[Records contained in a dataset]
____
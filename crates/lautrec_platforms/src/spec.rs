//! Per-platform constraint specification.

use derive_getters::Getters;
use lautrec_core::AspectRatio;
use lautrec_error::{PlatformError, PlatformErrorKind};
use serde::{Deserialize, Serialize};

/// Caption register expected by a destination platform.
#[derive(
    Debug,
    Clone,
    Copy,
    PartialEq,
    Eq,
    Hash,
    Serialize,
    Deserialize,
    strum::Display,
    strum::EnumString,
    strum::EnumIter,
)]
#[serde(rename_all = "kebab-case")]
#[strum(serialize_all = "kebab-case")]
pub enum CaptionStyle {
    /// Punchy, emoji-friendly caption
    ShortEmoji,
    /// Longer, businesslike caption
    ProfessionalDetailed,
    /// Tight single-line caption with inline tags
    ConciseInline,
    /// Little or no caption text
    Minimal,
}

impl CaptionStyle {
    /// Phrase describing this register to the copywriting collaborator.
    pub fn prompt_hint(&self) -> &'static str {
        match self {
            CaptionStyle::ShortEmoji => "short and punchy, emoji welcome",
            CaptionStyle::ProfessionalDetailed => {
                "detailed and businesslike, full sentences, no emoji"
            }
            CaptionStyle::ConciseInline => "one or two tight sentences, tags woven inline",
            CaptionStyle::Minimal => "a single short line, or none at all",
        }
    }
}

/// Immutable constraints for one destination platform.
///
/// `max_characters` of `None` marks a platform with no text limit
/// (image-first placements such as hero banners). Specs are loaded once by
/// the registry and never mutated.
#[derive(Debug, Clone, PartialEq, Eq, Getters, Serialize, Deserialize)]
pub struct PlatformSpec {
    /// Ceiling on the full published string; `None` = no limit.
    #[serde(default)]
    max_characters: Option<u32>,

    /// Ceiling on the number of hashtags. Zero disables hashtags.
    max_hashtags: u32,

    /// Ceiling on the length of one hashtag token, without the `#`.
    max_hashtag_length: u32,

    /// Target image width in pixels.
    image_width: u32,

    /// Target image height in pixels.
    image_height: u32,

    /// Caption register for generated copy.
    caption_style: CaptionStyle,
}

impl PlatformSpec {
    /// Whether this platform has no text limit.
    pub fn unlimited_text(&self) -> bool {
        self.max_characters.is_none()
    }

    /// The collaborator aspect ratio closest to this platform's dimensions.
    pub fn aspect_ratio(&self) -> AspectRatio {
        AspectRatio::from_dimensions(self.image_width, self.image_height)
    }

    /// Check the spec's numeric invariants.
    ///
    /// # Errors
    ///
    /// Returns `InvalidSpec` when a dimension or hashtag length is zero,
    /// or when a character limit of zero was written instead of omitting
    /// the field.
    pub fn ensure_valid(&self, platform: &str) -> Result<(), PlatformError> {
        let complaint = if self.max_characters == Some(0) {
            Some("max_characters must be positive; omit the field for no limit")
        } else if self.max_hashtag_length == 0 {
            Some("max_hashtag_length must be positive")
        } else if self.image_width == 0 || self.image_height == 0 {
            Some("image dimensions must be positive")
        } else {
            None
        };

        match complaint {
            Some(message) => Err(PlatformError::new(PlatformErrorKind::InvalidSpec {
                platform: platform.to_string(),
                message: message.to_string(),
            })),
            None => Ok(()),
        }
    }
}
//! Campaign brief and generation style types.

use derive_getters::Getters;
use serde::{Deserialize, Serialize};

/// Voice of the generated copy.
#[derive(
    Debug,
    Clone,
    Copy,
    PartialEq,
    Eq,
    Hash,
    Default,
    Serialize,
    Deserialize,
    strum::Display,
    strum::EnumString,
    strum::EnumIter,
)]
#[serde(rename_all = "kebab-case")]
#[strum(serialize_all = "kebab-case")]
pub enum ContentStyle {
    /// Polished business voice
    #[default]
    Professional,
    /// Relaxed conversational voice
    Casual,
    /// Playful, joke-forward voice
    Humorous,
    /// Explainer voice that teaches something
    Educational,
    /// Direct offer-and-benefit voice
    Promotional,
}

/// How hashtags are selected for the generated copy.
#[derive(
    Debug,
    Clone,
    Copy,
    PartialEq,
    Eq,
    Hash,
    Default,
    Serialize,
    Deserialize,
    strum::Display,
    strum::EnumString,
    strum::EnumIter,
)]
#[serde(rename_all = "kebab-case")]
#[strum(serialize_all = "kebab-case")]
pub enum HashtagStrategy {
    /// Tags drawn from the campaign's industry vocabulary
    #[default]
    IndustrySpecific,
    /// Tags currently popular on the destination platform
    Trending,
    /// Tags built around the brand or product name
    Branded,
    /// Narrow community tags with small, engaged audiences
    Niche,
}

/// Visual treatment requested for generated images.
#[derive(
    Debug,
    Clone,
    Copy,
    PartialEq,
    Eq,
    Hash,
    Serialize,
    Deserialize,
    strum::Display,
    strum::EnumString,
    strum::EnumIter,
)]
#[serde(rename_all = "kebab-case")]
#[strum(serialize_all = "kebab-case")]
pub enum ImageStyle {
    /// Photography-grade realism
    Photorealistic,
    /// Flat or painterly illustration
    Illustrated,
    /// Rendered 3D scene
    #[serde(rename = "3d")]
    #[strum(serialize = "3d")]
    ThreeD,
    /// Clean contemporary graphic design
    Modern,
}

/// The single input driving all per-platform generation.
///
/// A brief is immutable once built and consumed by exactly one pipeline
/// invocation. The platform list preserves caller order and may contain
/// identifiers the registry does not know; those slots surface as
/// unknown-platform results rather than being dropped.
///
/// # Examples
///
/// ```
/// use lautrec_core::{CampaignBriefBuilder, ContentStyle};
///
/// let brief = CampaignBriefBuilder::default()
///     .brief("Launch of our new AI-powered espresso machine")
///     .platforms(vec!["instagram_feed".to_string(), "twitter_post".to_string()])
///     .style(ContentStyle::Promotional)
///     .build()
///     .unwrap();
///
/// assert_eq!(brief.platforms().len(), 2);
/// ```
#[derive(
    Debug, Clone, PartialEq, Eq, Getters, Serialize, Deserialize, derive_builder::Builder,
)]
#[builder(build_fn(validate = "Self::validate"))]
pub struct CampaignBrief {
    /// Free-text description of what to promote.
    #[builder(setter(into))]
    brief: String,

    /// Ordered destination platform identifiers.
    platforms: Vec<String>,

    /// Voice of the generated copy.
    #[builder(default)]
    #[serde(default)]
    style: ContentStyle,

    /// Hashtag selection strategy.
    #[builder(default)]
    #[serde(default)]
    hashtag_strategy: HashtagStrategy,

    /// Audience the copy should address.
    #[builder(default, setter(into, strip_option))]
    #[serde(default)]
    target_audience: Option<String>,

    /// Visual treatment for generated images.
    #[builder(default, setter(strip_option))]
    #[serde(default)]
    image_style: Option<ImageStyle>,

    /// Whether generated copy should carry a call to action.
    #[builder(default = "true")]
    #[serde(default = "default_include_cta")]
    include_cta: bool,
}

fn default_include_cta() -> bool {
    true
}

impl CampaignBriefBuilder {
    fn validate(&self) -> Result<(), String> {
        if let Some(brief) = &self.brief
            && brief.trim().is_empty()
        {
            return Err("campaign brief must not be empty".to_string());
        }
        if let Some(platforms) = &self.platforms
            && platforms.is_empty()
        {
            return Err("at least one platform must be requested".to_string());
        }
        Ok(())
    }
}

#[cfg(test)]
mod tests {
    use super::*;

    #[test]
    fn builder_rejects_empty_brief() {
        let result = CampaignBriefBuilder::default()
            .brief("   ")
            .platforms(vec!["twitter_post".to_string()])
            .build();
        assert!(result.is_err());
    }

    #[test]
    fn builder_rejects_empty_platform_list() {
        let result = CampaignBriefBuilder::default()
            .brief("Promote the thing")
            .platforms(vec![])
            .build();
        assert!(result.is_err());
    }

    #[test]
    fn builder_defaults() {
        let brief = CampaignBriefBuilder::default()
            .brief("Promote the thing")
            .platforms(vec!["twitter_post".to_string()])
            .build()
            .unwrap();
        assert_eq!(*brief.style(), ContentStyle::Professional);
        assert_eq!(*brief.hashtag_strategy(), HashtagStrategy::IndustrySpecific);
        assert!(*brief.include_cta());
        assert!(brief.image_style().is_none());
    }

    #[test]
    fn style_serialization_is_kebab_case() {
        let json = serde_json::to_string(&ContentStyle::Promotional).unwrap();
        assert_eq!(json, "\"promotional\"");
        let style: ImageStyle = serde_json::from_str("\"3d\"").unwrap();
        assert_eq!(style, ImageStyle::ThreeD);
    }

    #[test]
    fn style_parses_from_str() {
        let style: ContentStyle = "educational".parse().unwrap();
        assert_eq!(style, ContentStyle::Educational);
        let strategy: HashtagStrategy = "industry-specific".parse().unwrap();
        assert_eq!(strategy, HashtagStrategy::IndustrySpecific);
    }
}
____
WORK REQUEST:
Quote the data above from the line containing "one destination platform." to the line containing "generation style types.", inclusive, and stop.

PROBLEM SOLUTION:
/// Immutable constraints for one destination platform.
///
/// `max_characters` of `None` marks a platform with no text limit
/// (image-first placements such as hero banners). Specs are loaded once by
/// the registry and never mutated.
#[derive(Debug, Clone, PartialEq, Eq, Getters, Serialize, Deserialize)]
pub struct PlatformSpec {
    /// Ceiling on the full published string; `None` = no limit.
    #[serde(default)]
    max_characters: Option<u32>,

    /// Ceiling on the number of hashtags. Zero disables hashtags.
    max_hashtags: u32,

    /// Ceiling on the length of one hashtag token, without the `#`.
    max_hashtag_length: u32,

    /// Target image width in pixels.
    image_width: u32,

    /// Target image height in pixels.
    image_height: u32,

    /// Caption register for generated copy.
    caption_style: CaptionStyle,
}

impl PlatformSpec {
    /// Whether this platform has no text limit.
    pub fn unlimited_text(&self) -> bool {
        self.max_characters.is_none()
    }

    /// The collaborator aspect ratio closest to this platform's dimensions.
    pub fn aspect_ratio(&self) -> AspectRatio {
        AspectRatio::from_dimensions(self.image_width, self.image_height)
    }

    /// Check the spec's numeric invariants.
    ///
    /// # Errors
    ///
    /// Returns `InvalidSpec` when a dimension or hashtag length is zero,
    /// or when a character limit of zero was written instead of omitting
    /// the field.
    pub fn ensure_valid(&self, platform: &str) -> Result<(), PlatformError> {
        let complaint = if self.max_characters == Some(0) {
            Some("max_characters must be positive; omit the field for no limit")
        } else if self.max_hashtag_length == 0 {
            Some("max_hashtag_length must be positive")
        } else if self.image_width == 0 || self.image_height == 0 {
            Some("image dimensions must be positive")
        } else {
            None
        };

        match complaint {
            Some(message) => Err(PlatformError::new(PlatformErrorKind::InvalidSpec {
                platform: platform.to_string(),
                message: message.to_string(),
            })),
            None => Ok(()),
        }
    }
}
//! Campaign brief and generation style types.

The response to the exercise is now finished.